---------- Dataset extract ----------

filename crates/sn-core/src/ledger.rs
//! Piece-size ledger.
//!
//! Downloads of a piece only log its ID, so the size comes from the upload
//! seen earlier in the log. The ledger remembers those sizes for the whole
//! run and forgets a piece when it is deleted.
//!
//! Some uploads are logged without a size. Those pieces wait in a pending
//! set until the next `upload started` line, whose `Available Space` is
//! compared with the previous reading: a plausible drop in free space is
//! split evenly across the pending pieces. An implausible one (negative,
//! zero, or at least [`MAX_ESTIMATION_DELTA`]) drops the pending pieces
//! without counting them.

use serde::{Deserialize, Serialize};
use sn_common::PieceId;
use std::collections::{BTreeSet, HashMap};

use crate::parse::{Event, LogEvent, Module};
use crate::record::PeriodRecord;

/// Exclusive upper bound on an available-space drop used for estimation.
pub const MAX_ESTIMATION_DELTA: i64 = 10_000_000;

/// What applying an event did.
#[derive(Debug, Clone, PartialEq, Eq)]
pub enum Disposition {
    /// The event updated the record or the ledger.
    Applied,
    /// Recognized module, unrecognized kind. Nothing changed.
    Unexpected { module: Module, kind: String },
    /// Untracked module. Nothing changed.
    Ignored,
}

/// Outcome of resolving pending pieces on an `upload started` event.
#[derive(Debug, Clone, Copy, PartialEq, Eq)]
pub enum Estimation {
    /// No pieces were pending.
    NothingPending,
    /// Every pending piece was assigned `size` and counted as uploaded.
    Assigned { pieces: usize, size: u64 },
    /// The delta was out of range; pending pieces were discarded uncounted.
    Dropped { pieces: usize, delta: i64 },
}

/// End-of-run snapshot of the ledger.
#[derive(Debug, Clone, PartialEq, Eq, Serialize, Deserialize)]
pub struct LedgerSummary {
    /// Pieces with a known or estimated size still tracked.
    pub pieces: usize,
    /// Sum of their sizes in bytes.
    pub total_size: u64,
    /// Last reported available space in bytes.
    pub available_space: i64,
    /// Uploads whose size was never resolved, sorted.
    pub pending_unsized: Vec<PieceId>,
}

/// Cross-period store of piece sizes.
///
/// A piece ID is in at most one of `sizes` and `pending_unsized`.
#[derive(Debug, Clone, Default)]
pub struct PieceSizeLedger {
    sizes: HashMap<PieceId, u64>,
    pending_unsized: BTreeSet<PieceId>,
    available_space: i64,
}

impl PieceSizeLedger {
    pub fn new() -> Self {
        Self::default()
    }

    /// Apply one event, counting it into `record`.
    pub fn apply(&mut self, event: LogEvent, record: &mut PeriodRecord) -> Disposition {
        match event.event {
            Event::UploadStarted {
                available_space, ..
            } => {
                self.observe_available_space(available_space, record);
            }
            Event::Uploaded {
                piece_id,
                size: Some(size),
            } => {
                record.up_ok += 1;
                record.up_ok_size = record.up_ok_size.saturating_add(size);
                self.pending_unsized.remove(&piece_id);
                self.sizes.insert(piece_id, size);
            }
            Event::Uploaded {
                piece_id,
                size: None,
            } => {
                self.sizes.remove(&piece_id);
                self.pending_unsized.insert(piece_id);
            }
            Event::UploadFailed { .. } => record.up_fail += 1,
            Event::UploadCanceled { .. } => record.up_cancel += 1,
            Event::DownloadStarted { .. } => {}
            Event::Downloaded { piece_id } => {
                record.down_ok += 1;
                match self.sizes.get(&piece_id) {
                    Some(size) => {
                        record.down_ok_size = record.down_ok_size.saturating_add(*size);
                    }
                    None => record.down_ok_unseen += 1,
                }
            }
            Event::DownloadFailed { piece_id } => {
                record.down_fail += 1;
                match self.sizes.get(&piece_id) {
                    Some(size) => {
                        record.down_fail_size = record.down_fail_size.saturating_add(*size);
                    }
                    None => record.down_fail_unseen += 1,
                }
            }
            Event::DownloadCanceled { piece_id } => {
                record.down_cancel += 1;
                match self.sizes.get(&piece_id) {
                    Some(size) => {
                        record.down_cancel_size = record.down_cancel_size.saturating_add(*size);
                    }
                    None => record.down_cancel_unseen += 1,
                }
            }
            Event::Deleted { piece_id } | Event::DeleteFailed { piece_id } => {
                record.del_ok += 1;
                match self.sizes.remove(&piece_id) {
                    Some(size) => {
                        record.del_ok_size = record.del_ok_size.saturating_add(size);
                    }
                    None => record.del_ok_unseen += 1,
                }
            }
            Event::Unexpected => {
                return Disposition::Unexpected {
                    module: event.module,
                    kind: event.kind,
                }
            }
            Event::Ignored => return Disposition::Ignored,
        }
        Disposition::Applied
    }

    /// Record a new available-space reading and resolve pending uploads.
    pub fn observe_available_space(
        &mut self,
        available_space: i64,
        record: &mut PeriodRecord,
    ) -> Estimation {
        let delta = self.available_space.saturating_sub(available_space);
        self.available_space = available_space;

        let pieces = self.pending_unsized.len();
        if pieces == 0 {
            return Estimation::NothingPending;
        }
        let pending = std::mem::take(&mut self.pending_unsized);

        if delta <= 0 || delta >= MAX_ESTIMATION_DELTA {
            tracing::debug!(
                delta,
                pieces,
                "unrealistic available space delta, dropping pending uploads"
            );
            return Estimation::Dropped { pieces, delta };
        }

        // 0 < delta < MAX_ESTIMATION_DELTA, so the cast is lossless.
        let size = delta as u64 / pieces as u64;
        for piece_id in pending {
            record.up_ok += 1;
            record.up_ok_size = record.up_ok_size.saturating_add(size);
            self.sizes.insert(piece_id, size);
        }
        tracing::trace!(pieces, size, "estimated upload sizes from available space");
        Estimation::Assigned { pieces, size }
    }

    pub fn size_of(&self, piece_id: &str) -> Option<u64> {
        self.sizes.get(piece_id).copied()
    }

    pub fn is_pending(&self, piece_id: &str) -> bool {
        self.pending_unsized.contains(piece_id)
    }

    pub fn pending(&self) -> impl Iterator<Item = &PieceId> {
        self.pending_unsized.iter()
    }

    pub fn available_space(&self) -> i64 {
        self.available_space
    }

    /// Number of pieces with a known size.
    pub fn len(&self) -> usize {
        self.sizes.len()
    }

    pub fn is_empty(&self) -> bool {
        self.sizes.is_empty()
    }

    /// Sum of known sizes, saturating at `u64::MAX`.
    pub fn total_size(&self) -> u64 {
        self.sizes
            .values()
            .fold(0u64, |total, size| total.saturating_add(*size))
    }

    pub fn summary(&self) -> LedgerSummary {
        LedgerSummary {
            pieces: self.sizes.len(),
            total_size: self.total_size(),
            available_space: self.available_space,
            pending_unsized: self.pending_unsized.iter().cloned().collect(),
        }
    }
}
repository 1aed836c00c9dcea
pub mod mutators;
pub mod selectors;
pub mod spec;
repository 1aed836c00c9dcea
use axum::extract::State;

use crate::{pkg::server::state::AppState, prelude::Result};

pub async fn livez() -> Result<()> {
    tracing::debug!("service is live");
    Ok(())
}

pub async fn healthz(State(state): State<AppState>) -> Result<()> {
    if state.board.is_empty() {
        tracing::warn!("catalog has no postings");
    } else {
        tracing::debug!("service is healthy, {} postings loaded", state.board.len());
    }
    Ok(())
}
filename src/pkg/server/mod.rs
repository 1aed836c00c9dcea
pub mod handlers;
pub mod router;
pub mod state;
pub mod uispec;

use standard_error::{Interpolate, StandardError};

use crate::{conf::settings, prelude::Result};
use router::build_routes;

pub async fn listen() -> Result<()> {
    let listener = tokio::net::TcpListener::bind(format!("0.0.0.0:{}", settings.listen_port.clone()))
        .await
        .map_err(|e| StandardError::new("ERR-IO-000").interpolate_err(e.to_string()))?;
    tracing::info!("{} listening at port {}", settings.service_name, settings.listen_port);
    tokio::select! {
        r = axum::serve(listener, build_routes().await?) => {
            tracing::warn!("server ended unexpectedly: {:?}", &r)
        },
        _ = tokio::signal::ctrl_c() => {
            tracing::info!("received ctrl+c interrupt, closing server");
        }
    }
    Ok(())
}
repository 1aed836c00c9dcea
use axum::http::StatusCode;
use standard_error::{Interpolate, StandardError, Status};
use thiserror::Error;

#[derive(Error, Debug)]
pub enum BoardError {
    #[error("duplicate job id {0}")]
    DuplicateId(u32),

    #[error("unknown category: {0}")]
    UnknownCategory(String),

    #[error("unknown rate type: {0}")]
    UnknownRateType(String),

    #[error("malformed rate: {0}")]
    MalformedRate(String),

    #[error("{0} is required")]
    MissingField(&'static str),

    #[error("catalog io: {0}")]
    Io(#[from] std::io::Error),

    #[error("catalog parse: {0}")]
    Parse(#[from] serde_json::Error),
}

impl BoardError {
    fn error_code(&self) -> (&'static str, StatusCode) {
        match self {
            BoardError::DuplicateId(_) | BoardError::Io(_) | BoardError::Parse(_) => {
                ("ERR-CATALOG-000", StatusCode::INTERNAL_SERVER_ERROR)
            }
            BoardError::UnknownCategory(_)
            | BoardError::UnknownRateType(_)
            | BoardError::MalformedRate(_)
            | BoardError::MissingField(_) => ("ERR-JOB-001", StatusCode::BAD_REQUEST),
        }
    }

    /// Coded service error carrying the matching http status.
    pub fn into_standard_error(self) -> StandardError {
        let (code, status) = self.error_code();
        StandardError::new(code)
            .code(status)
            .interpolate_err(self.to_string())
    }
}
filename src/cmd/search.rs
use clap::Args;
use standard_error::{Interpolate, StandardError};

use crate::{
    pkg::{
        internal::adaptors::jobs::{selectors::JobSelector, spec::QueryParameters},
        server::state::AppState,
    },
    prelude::Result,
};

#[derive(Args, Debug)]
pub struct SearchArgs {
    /// Case-insensitive text matched against titles and descriptions
    #[arg(short, long)]
    pub q: Option<String>,
    /// `all` or a category such as `gardening` or `dog-walking`
    #[arg(short, long)]
    pub category: Option<String>,
    /// `all`, `hourly`, `daily`, `monthly` or `fixed`
    #[arg(short, long)]
    pub rate_type: Option<String>,
    /// Print matches as a JSON array
    #[arg(long)]
    pub json: bool,
}

pub async fn run(args: SearchArgs) -> Result<()> {
    let params = QueryParameters::from_raw(
        args.q.as_deref(),
        args.category.as_deref(),
        args.rate_type.as_deref(),
    );
    let state = AppState::new().await?;
    let jobs = JobSelector::new(&state.board).matching(&params);
    if args.json {
        let out = serde_json::to_string_pretty(&jobs)
            .map_err(|e| StandardError::new("ERR-IO-000").interpolate_err(e.to_string()))?;
        println!("{}", out);
        return Ok(());
    }
    if jobs.is_empty() {
        println!("No jobs found matching your criteria.");
    }
    for job in jobs {
        let badge = if job.verified { " [verified]" } else { "" };
        println!("#{} {}{}", job.id, job.title, badge);
        println!("    {} | {} | {} | {}", job.category, job.rate, job.location, job.posted_time);
    }
    Ok(())
}

pub async fn categories() -> Result<()> {
    let state = AppState::new().await?;
    for summary in JobSelector::new(&state.board).category_summaries() {
        println!("{:<12} {:>3} jobs", summary.name, summary.jobs);
    }
    Ok(())
}
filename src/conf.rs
use config::{Config, ConfigError, Environment};
use lazy_static::lazy_static;
use serde::Deserialize;

#[derive(Deserialize, Debug)]
pub struct Settings {
    pub service_name: String,
    pub listen_port: String,
    /// JSON array of postings; the built-in samples are served when unset.
    pub catalog_path: Option<String>,
    pub featured_limit: usize,
}

impl Settings {
    pub fn new() -> Result<Self, ConfigError> {
        let conf = Config::builder()
            .set_default("service_name", "towngig")?
            .set_default("listen_port", "3000")?
            .set_default("featured_limit", 3)?
            .add_source(Environment::default())
            .build()?;
        let mut s: Settings = conf.try_deserialize()?;
        if s.catalog_path.as_deref().is_some_and(|p| p.trim().is_empty()) {
            s.catalog_path = None;
        }
        Ok(s)
    }
}

lazy_static! {
    pub static ref settings: Settings = Settings::new().expect("improperly configured");
}
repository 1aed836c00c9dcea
pub mod adaptors;
pub mod catalog;
pub mod errors;
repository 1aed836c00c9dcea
use crate::{pkg::server::listen, prelude::Result};
use clap::{Parser, Subcommand};

mod search;

#[derive(Parser)]
#[command(about = "towngig local jobs board")]
struct Cmd {
    #[command(subcommand)]
    command: Option<SubCommandType>,
}

#[derive(Subcommand)]
enum SubCommandType {
    /// Serve the job board over http
    Listen,
    /// Filter the catalog from the command line
    Search(search::SearchArgs),
    /// Show every category with its job count
    Categories,
}

pub async fn run() -> Result<()> {
    let args = Cmd::parse();
    match args.command {
        Some(SubCommandType::Listen) => {
            listen().await?;
        }
        Some(SubCommandType::Search(search_args)) => {
            search::run(search_args).await?;
        }
        Some(SubCommandType::Categories) => {
            search::categories().await?;
        }
        None => {
            tracing::error!("no subcommand passed");
        }
    }
    Ok(())
}
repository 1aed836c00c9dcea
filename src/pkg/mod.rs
pub mod internal;
pub mod server;
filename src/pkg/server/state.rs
use std::sync::Arc;

use crate::{
    conf::settings,
    pkg::internal::{catalog::JobBoard, errors::BoardError},
    prelude::Result,
};

#[derive(Debug, Clone)]
pub struct AppState {
    pub board: Arc<JobBoard>,
    pub featured_limit: usize,
}

impl AppState {
    pub async fn new() -> Result<AppState> {
        let board = match &settings.catalog_path {
            Some(path) => JobBoard::from_path(path)
                .await
                .map_err(BoardError::into_standard_error)?,
            None => {
                tracing::info!("no CATALOG_PATH set, serving sample postings");
                JobBoard::samples()
            }
        };
        Ok(AppState::with_board(board, settings.featured_limit))
    }

    pub fn with_board(board: JobBoard, featured_limit: usize) -> AppState {
        AppState {
            board: Arc::new(board),
            featured_limit,
        }
    }
}
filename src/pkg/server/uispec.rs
use askama::Template;

use crate::pkg::internal::adaptors::jobs::{
    mutators::JobDraft, selectors::CategorySummary, spec::JobPosting,
};

pub struct SelectOption {
    pub label: &'static str,
    pub value: &'static str,
    pub selected: bool,
}

#[derive(Template)]
#[template(path = "home.html")]
pub struct Home<'a> {
    pub service_name: &'a str,
    pub categories: Vec<CategorySummary>,
    pub featured: &'a [JobPosting],
}

#[derive(Template)]
#[template(path = "find_work.html")]
pub struct FindWork<'a> {
    pub search_text: &'a str,
    pub categories: Vec<SelectOption>,
    pub rate_types: Vec<SelectOption>,
    pub jobs: Vec<&'a JobPosting>,
}

#[derive(Template)]
#[template(path = "post_job.html")]
pub struct PostJob<'a> {
    pub draft: &'a JobDraft,
    pub categories: Vec<SelectOption>,
    pub rate_types: Vec<SelectOption>,
    pub error: Option<String>,
    /// Title of the job just accepted.
    pub posted: Option<String>,
}
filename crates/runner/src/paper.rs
//! Paper execution: every order fills immediately

use async_trait::async_trait;
use meridian_core::Order;
use meridian_ports::{Execution, ExecutionError, OrderExecutor};
use rust_decimal::Decimal;

/// Fills market orders at the market price and limit orders at their limit
#[derive(Debug, Default, Clone, Copy)]
pub struct PaperExecutor;

impl PaperExecutor {
    pub fn new() -> Self {
        Self
    }
}

#[async_trait]
impl OrderExecutor for PaperExecutor {
    async fn execute(
        &self,
        order: &Order,
        market_price: Decimal,
    ) -> Result<Execution, ExecutionError> {
        let price = order.effective_price(market_price);
        if price <= Decimal::ZERO {
            return Err(ExecutionError::Rejected(format!(
                "no fill price for {}",
                order.symbol
            )));
        }
        log::info!(
            "[paper] {} {} {} @ {}",
            order.symbol,
            order.side,
            order.quantity,
            price
        );
        Ok(Execution::Filled {
            price,
            quantity: order.quantity,
        })
    }
}
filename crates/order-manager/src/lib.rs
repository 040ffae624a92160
//! Meridian Order Manager
//!
//! Bookkeeping owned by a single strategy instance:
//! - **Position Ledger**: signed quantity, average entry price, realized PnL
//!   and commission, one [`TradeRecord`](meridian_core::TradeRecord) per fill
//! - **Order Tracker**: ephemeral orders between submission and final fill
//!
//! ## Flow
//!
//! ```text
//! Risk-approved Order ──► OrderTracker (Pending → Submitted)
//!                               │
//! Venue fills ──────────────────┤ update_fill (Partial → Filled)
//!                               ▼
//!                        PositionLedger::apply_fill ──► TradeRecord
//! ```
//!
//! All arithmetic is synchronous `Decimal` math; nothing here awaits.

pub mod ledger;
pub mod tracker;

// Re-export main types
pub use ledger::PositionLedger;
pub use tracker::{FillUpdate, OrderTracker};
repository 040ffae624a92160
//! Meridian Market State
//!
//! Keeps the latest market view for every subscribed instrument:
//! - Local order book replicas rebuilt from snapshots and deltas
//! - Bounded trade and candle buffers
//! - A dispatch handler that plugs into the protocol client
//!
//! ## Architecture
//!
//! ```text
//! ProtocolClient ──► MarketDispatcher ──┬──► MarketStateCache ──► snapshot()
//!                                       │
//!                                       └──► AccountUpdate (mpsc) ──► StrategyRuntime
//! ```

pub mod cache;
pub mod dispatch;
pub mod orderbook;

pub use cache::{MarketCacheConfig, MarketStateCache};
pub use dispatch::{AccountUpdate, MarketDispatcher};
pub use orderbook::LocalOrderBook;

----------

**Exercise brief:** Look through the data above and report every line in which "else" appears.

**Answer for the task:**
    } else {
        let badge = if job.verified { " [verified]" } else { "" };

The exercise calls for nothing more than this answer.